The scanner, by the way, has been given a name:
So what was so interesting I had to have a copy of it? A beautiful hand-drawn map of the Rice campus in 1952. Here’s a tiny corner of it being scanned:
And here’s the small copy I have:
But I beg you, go click on the zoom and pan copy in the Rice Digital Scholarship Archives for a real look at what this BetterLight scanner can do. It’s amazing.
Bonus: Here’s Amanda with her keychain. The keychain has a name too—Nigel.
Amazing map. I can see why you wanted a copy. But why is the scanner named after Kinky?
That’s the kind of copy tower I was talking about.
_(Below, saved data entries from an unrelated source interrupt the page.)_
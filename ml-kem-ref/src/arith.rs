//! Modular arithmetic in `Z_q`.
//!
//! These are the reduction primitives that every other layer is built from.  They reproduce the
//! subtract-then-correct datapath of the hardware bit for bit, so each one documents the exact
//! input range it accepts.  The ranges are checked with `debug_assert!` here; the `hazmat` module
//! exposes checked variants for callers that supply raw integers.

use crate::param::{BARRETT_MULTIPLIER, BARRETT_SHIFT, Q};
use crate::util::Truncate;

const Q32: u32 = Q as u32;

/// Bit 12 of a 13-bit difference, set when the subtraction borrowed
const BORROW_BIT: u16 = 1 << 12;
const MASK_12: u16 = (1 << 12) - 1;
const MASK_13: u16 = (1 << 13) - 1;

/// `a mod q` for any input.
#[allow(clippy::integer_division_remainder_used)]
pub(crate) fn canonical_reduce(a: u32) -> u16 {
    u16::truncate(a % Q32)
}

/// Reduce `a` in `[0, 2q)` to `[0, q)`.
#[inline]
pub(crate) fn cond_sub(a: u16) -> u16 {
    debug_assert!(a < 2 * Q);
    if a >= Q { a - Q } else { a }
}

/// Correct the 13-bit result of `a - b` for canonical `a`, `b`.
///
/// If the borrow bit is set the true difference was negative, and adding `q` modulo `2^12`
/// recovers `a - b + q`.
#[inline]
pub(crate) fn cond_add13(a: u16) -> u16 {
    debug_assert!(a <= MASK_13);
    if a & BORROW_BIT != 0 {
        (a + Q) & MASK_12
    } else {
        a & MASK_12
    }
}

/// Barrett reduction for `a < 77_517_490`.
#[inline]
pub(crate) fn barrett_reduce(a: u32) -> u16 {
    cond_sub(barrett_remainder(a))
}

/// The Barrett quotient step alone: `a - floor(a * V / 2^26) * q`, which lies in `[0, 2q)`.
#[inline]
pub(crate) fn barrett_remainder(a: u32) -> u16 {
    debug_assert!(a < crate::param::BARRETT_BOUND);
    let t = u32::truncate((u64::from(a) * BARRETT_MULTIPLIER) >> BARRETT_SHIFT);
    let r = a - t * Q32;
    debug_assert!(r < 2 * Q32);
    u16::truncate(r)
}

/// `a + b mod q` for canonical operands.
#[inline]
pub(crate) fn mod_add(a: u16, b: u16) -> u16 {
    debug_assert!(a < Q && b < Q);
    cond_sub(a + b)
}

/// `a - b mod q` for canonical operands, through the 13-bit borrow pattern.
#[inline]
pub(crate) fn mod_sub(a: u16, b: u16) -> u16 {
    debug_assert!(a < Q && b < Q);
    cond_add13(borrow_pattern(a, b))
}

/// The 13-bit result of an unsigned 13-bit subtraction `a - b`.
#[inline]
pub(crate) fn borrow_pattern(a: u16, b: u16) -> u16 {
    (a + (1 << 13) - b) & MASK_13
}

/// `a * b mod q` for canonical operands.
#[inline]
pub(crate) fn mod_mul(a: u16, b: u16) -> u16 {
    barrett_reduce(u32::from(a) * u32::from(b))
}
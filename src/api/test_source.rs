//! Implements the `Source` trait using in-memory data for testing purposes.
//!
//! Note: this is compiled even in the "production" version of this app so that we can run the whole
//! app, top-to-bottom, without network access.

use crate::api::Source;
use crate::Result;
use anyhow::{anyhow, bail};
use std::collections::HashMap;
use url::Url;

/// The URL used in `Mode::Testing` when no sources are configured.
pub const TEST_SOURCE_URL: &str = "https://cash-audit.test/sheet.csv";

/// What a `TestSource` answers for a given URL.
#[derive(Debug, Clone, Eq, PartialEq)]
pub enum TestResponse {
    /// A successful response with this body.
    Body(String),
    /// A response with this (non-success) HTTP status.
    Status(u16),
    /// A transport failure; no response at all.
    Unreachable,
}

/// An implementation of the `Source` trait that does not use the network. URLs that have no
/// registered response get the `fallback` body when there is one, and are unreachable otherwise.
/// By default the fallback is some seeded sample data.
#[derive(Debug, Clone)]
pub struct TestSource {
    responses: HashMap<String, TestResponse>,
    fallback: Option<String>,
    requests: Vec<Url>,
}

impl TestSource {
    /// A `TestSource` that has no responses and no fallback.
    pub fn empty() -> Self {
        Self {
            responses: HashMap::new(),
            fallback: None,
            requests: Vec::new(),
        }
    }

    /// Registers `response` for `url`.
    pub fn with(mut self, url: &Url, response: TestResponse) -> Self {
        self.responses.insert(url.to_string(), response);
        self
    }

    /// Every URL that was requested, in order.
    pub fn requests(&self) -> &[Url] {
        &self.requests
    }
}

impl Default for TestSource {
    /// Serves the seed data from this module for any URL.
    fn default() -> Self {
        Self {
            fallback: Some(SEED_DATA.to_string()),
            ..Self::empty()
        }
    }
}

#[async_trait::async_trait]
impl Source for TestSource {
    async fn get(&mut self, url: &Url) -> Result<String> {
        self.requests.push(url.clone());
        match self.responses.get(url.as_str()) {
            Some(TestResponse::Body(body)) => Ok(body.clone()),
            Some(TestResponse::Status(status)) => bail!("HTTP {status}"),
            Some(TestResponse::Unreachable) => bail!("Unable to connect to {url}"),
            None => self
                .fallback
                .clone()
                .ok_or_else(|| anyhow!("Unable to connect to {url}")),
        }
    }
}

/// Seed reconciliation data in the layout of the published sheet.
pub(crate) const SEED_DATA: &str = r##"Data,Abertura,Sangria,Unidade,Recebido Dinheiro,Troco,Despesas Dinheiro,Total Dinheiro,Saldo Caixa,Recebido Outras,Despesas Outras,Saldo Dia Anterior,Dif Abertura x Saldo Anterior,Status Divergencia
01/10/2025,"200,00",0,Centro,"1520,40","35,00","80,00","1605,40","1605,40","3210,90","0,00",,,SEM DIA ANTERIOR
01/10/2025,"150,00","500,00",Shopping Norte,"980,00","20,00","45,50","584,50","584,50","2750,00","120,00",,,Sem dia anterior
02/10/2025,"1605,40","1000,00",Centro,"1310,00","40,00","62,30","1813,10","1813,10","2980,15","0,00","1605,40","0,00",OK
02/10/2025,"600,00",0,Shopping Norte,"870,25","15,00","30,00","1425,25","1425,25","2510,40","0,00","584,50","15,50",DIVERGENTE

03/10/2025,"1813,10","1200,00",Centro,"1402,75","38,00","95,00","1882,85","1882,85","3305,60","210,00","1813,10","0,00",ok
03/10/2025,"1425,25","800,00",Shopping Norte,"905,00","25,00","12,00","1493,25","1493,25","2698,00","0,00","1425,25","0,00",
03/10/2025,"300,00",0,"Quiosque Praia, Posto 6","410,00","10,00","0,00","700,00","700,00","890,00","0,00",,,sem dia anterior
"##;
Mine has a “Dangerous Thingy” that goes with it (and might still be useful) – an electrostatic table for the subject matter. It came from my august employer’s illustration department. Back in the days when the artists used something other than a computer, the poster-sized illustrations needed to be photographed for use either as slides or subject matter for printing. To hold the velum flat, it was placed on a surface that could generate an enormous static charge. There were stern warnings about what to and what not to touch while it was in operation.
If the library could use it, they need only ask (and I deliver…).
Why Kinky Friedman? This scanner was originally part of the Digital Media Center over in Herring Hall (still part of Fondren, though) — all the equipment over there is named for Texas musicians. This scanner is probably the most quirky of them all – it’s just perfect for certain situations, but perhaps overkill for routine jobs. (Kinda like Kinky?)
I was going to mention that that sounded like a Digital Media Center name, but Amanda beat me to it. Not that you asked but from the Department of Big Things which have Unexpected Names, we have concert grand pianos over here (9-foot Steinways) which are identified by name: Fritz, Michael, Mary, and Volodya. Fritz is a Hamburg Steinway named for legendary and fearsome conductor Fritz Reiner. Michael and Mary are New York Steinways named for longtime Shepherd School Dean Michael Hammond and first Professor of Piano Mary Norris, respectively. Volodya is a 1965 New York Steinway named with the Russian diminutive for “Vladimir” for Vladimir Horowitz, celebrated pianist who performed and recorded on that piano in the 1970s before Rice owned it.